● Information given:
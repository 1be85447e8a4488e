//! Particle cloud renderer
//!
//! Owns the GPU pipeline and buffers for the point cloud. Each frame the shell
//! hands it the current hand sample and appearance; the renderer advances its
//! smoothing state and uploads one uniform block. Point positions stay on the
//! GPU and are only re-uploaded when the particle count changes.

pub mod cloud;
pub mod field;
pub mod motion;
pub mod uniforms;

use std::time::Instant;

use bytemuck::Zeroable;
use wgpu::util::DeviceExt;

use crate::appearance::AppearanceConfig;
use crate::state::HandSample;

pub use cloud::{Particle, ParticleCloud, CLOUD_RADIUS};
pub use motion::{Momentum, MotionFrame, MotionState};
pub use uniforms::{CloudUniforms, SceneCamera};

/// Draws the particle cloud into the frame
pub struct ParticleRenderer {
    pipeline: wgpu::RenderPipeline,
    bind_group_layout: wgpu::BindGroupLayout,
    bind_group: wgpu::BindGroup,
    uniform_buffer: wgpu::Buffer,
    particle_buffer: wgpu::Buffer,
    particle_count: u32,
    motion: MotionState,
    camera: SceneCamera,
    started_at: Instant,
}

impl ParticleRenderer {
    pub fn new(
        device: &wgpu::Device,
        target_format: wgpu::TextureFormat,
        width: u32,
        height: u32,
        appearance: &AppearanceConfig,
    ) -> Self {
        let shader = device.create_shader_module(wgpu::ShaderModuleDescriptor {
            label: Some("Particle Shader"),
            source: wgpu::ShaderSource::Wgsl(include_str!("shaders/particles.wgsl").into()),
        });

        let bind_group_layout = device.create_bind_group_layout(&wgpu::BindGroupLayoutDescriptor {
            label: Some("Particle Bind Group Layout"),
            entries: &[
                // Particle storage buffer
                wgpu::BindGroupLayoutEntry {
                    binding: 0,
                    visibility: wgpu::ShaderStages::VERTEX,
                    ty: wgpu::BindingType::Buffer {
                        ty: wgpu::BufferBindingType::Storage { read_only: true },
                        has_dynamic_offset: false,
                        min_binding_size: None,
                    },
                    count: None,
                },
                // Uniforms
                wgpu::BindGroupLayoutEntry {
                    binding: 1,
                    visibility: wgpu::ShaderStages::VERTEX | wgpu::ShaderStages::FRAGMENT,
                    ty: wgpu::BindingType::Buffer {
                        ty: wgpu::BufferBindingType::Uniform,
                        has_dynamic_offset: false,
                        min_binding_size: None,
                    },
                    count: None,
                },
            ],
        });

        let pipeline_layout = device.create_pipeline_layout(&wgpu::PipelineLayoutDescriptor {
            label: Some("Particle Pipeline Layout"),
            bind_group_layouts: &[&bind_group_layout],
            push_constant_ranges: &[],
        });

        let pipeline = device.create_render_pipeline(&wgpu::RenderPipelineDescriptor {
            label: Some("Particle Pipeline"),
            layout: Some(&pipeline_layout),
            vertex: wgpu::VertexState {
                module: &shader,
                entry_point: Some("vs_main"),
                buffers: &[],
                compilation_options: Default::default(),
            },
            fragment: Some(wgpu::FragmentState {
                module: &shader,
                entry_point: Some("fs_main"),
                targets: &[Some(wgpu::ColorTargetState {
                    format: target_format,
                    // Additive: overlapping points accumulate brightness
                    blend: Some(wgpu::BlendState {
                        color: wgpu::BlendComponent {
                            src_factor: wgpu::BlendFactor::One,
                            dst_factor: wgpu::BlendFactor::One,
                            operation: wgpu::BlendOperation::Add,
                        },
                        alpha: wgpu::BlendComponent {
                            src_factor: wgpu::BlendFactor::One,
                            dst_factor: wgpu::BlendFactor::One,
                            operation: wgpu::BlendOperation::Add,
                        },
                    }),
                    write_mask: wgpu::ColorWrites::ALL,
                })],
                compilation_options: Default::default(),
            }),
            primitive: wgpu::PrimitiveState {
                topology: wgpu::PrimitiveTopology::TriangleList,
                ..Default::default()
            },
            depth_stencil: None,
            multisample: wgpu::MultisampleState::default(),
            multiview: None,
            cache: None,
        });

        let uniform_buffer = device.create_buffer(&wgpu::BufferDescriptor {
            label: Some("Cloud Uniform Buffer"),
            size: std::mem::size_of::<CloudUniforms>() as u64,
            usage: wgpu::BufferUsages::UNIFORM | wgpu::BufferUsages::COPY_DST,
            mapped_at_creation: false,
        });

        let cloud = ParticleCloud::generate(appearance.particle_count);
        let particle_buffer = Self::create_particle_buffer(device, &cloud);
        let bind_group =
            Self::create_bind_group(device, &bind_group_layout, &particle_buffer, &uniform_buffer);

        log::info!("Particle cloud ready with {} points", cloud.len());

        Self {
            pipeline,
            bind_group_layout,
            bind_group,
            uniform_buffer,
            particle_buffer,
            particle_count: appearance.particle_count,
            motion: MotionState::new(appearance.interaction_radius),
            camera: SceneCamera::new(width, height),
            started_at: Instant::now(),
        }
    }

    fn create_particle_buffer(device: &wgpu::Device, cloud: &ParticleCloud) -> wgpu::Buffer {
        // Storage bindings cannot be zero-sized
        let placeholder = [Particle::zeroed()];
        let contents: &[Particle] = if cloud.is_empty() {
            &placeholder
        } else {
            cloud.particles()
        };

        device.create_buffer_init(&wgpu::util::BufferInitDescriptor {
            label: Some("Particle Buffer"),
            contents: bytemuck::cast_slice(contents),
            usage: wgpu::BufferUsages::STORAGE,
        })
    }

    fn create_bind_group(
        device: &wgpu::Device,
        layout: &wgpu::BindGroupLayout,
        particle_buffer: &wgpu::Buffer,
        uniform_buffer: &wgpu::Buffer,
    ) -> wgpu::BindGroup {
        device.create_bind_group(&wgpu::BindGroupDescriptor {
            label: Some("Particle Bind Group"),
            layout,
            entries: &[
                wgpu::BindGroupEntry {
                    binding: 0,
                    resource: particle_buffer.as_entire_binding(),
                },
                wgpu::BindGroupEntry {
                    binding: 1,
                    resource: uniform_buffer.as_entire_binding(),
                },
            ],
        })
    }

    /// Regenerate the cloud if the configured count changed
    fn sync_cloud(&mut self, device: &wgpu::Device, appearance: &AppearanceConfig) {
        if appearance.particle_count == self.particle_count {
            return;
        }

        let cloud = ParticleCloud::generate(appearance.particle_count);
        self.particle_buffer = Self::create_particle_buffer(device, &cloud);
        self.bind_group = Self::create_bind_group(
            device,
            &self.bind_group_layout,
            &self.particle_buffer,
            &self.uniform_buffer,
        );
        self.particle_count = appearance.particle_count;

        log::info!("Regenerated particle cloud with {} points", cloud.len());
    }

    pub fn resize(&mut self, width: u32, height: u32) {
        self.camera.resize(width, height);
    }

    /// Advance one frame and upload the uniforms
    pub fn update(
        &mut self,
        device: &wgpu::Device,
        queue: &wgpu::Queue,
        hand: &HandSample,
        appearance: &AppearanceConfig,
    ) {
        self.sync_cloud(device, appearance);

        let frame = self.motion.step(hand, appearance.interaction_radius);
        let time = self.started_at.elapsed().as_secs_f32();
        let uniforms = CloudUniforms::new(&self.camera, &frame, appearance, time);
        queue.write_buffer(&self.uniform_buffer, 0, bytemuck::bytes_of(&uniforms));

        log::trace!(
            "scale {:.3}, momentum {:.4}, hand active {}",
            frame.scale,
            self.motion.momentum().length(),
            frame.hand_active
        );
    }

    /// Record the draw into an open render pass
    pub fn draw(&self, render_pass: &mut wgpu::RenderPass<'_>) {
        if self.particle_count == 0 {
            return;
        }
        render_pass.set_pipeline(&self.pipeline);
        render_pass.set_bind_group(0, &self.bind_group, &[]);
        // Instanced rendering: 6 vertices per quad, one instance per particle
        render_pass.draw(0..6, 0..self.particle_count);
    }
}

● Aim of the task: Exactly as they appear, please write out the lines from the opening of the listing above down to the line containing "renderer advances its", with both end lines included.

● Task result:
repository 1be85447e8a4488e
//! Particle cloud renderer
//!
//! Owns the GPU pipeline and buffers for the point cloud. Each frame the shell
//! hands it the current hand sample and appearance; the renderer advances its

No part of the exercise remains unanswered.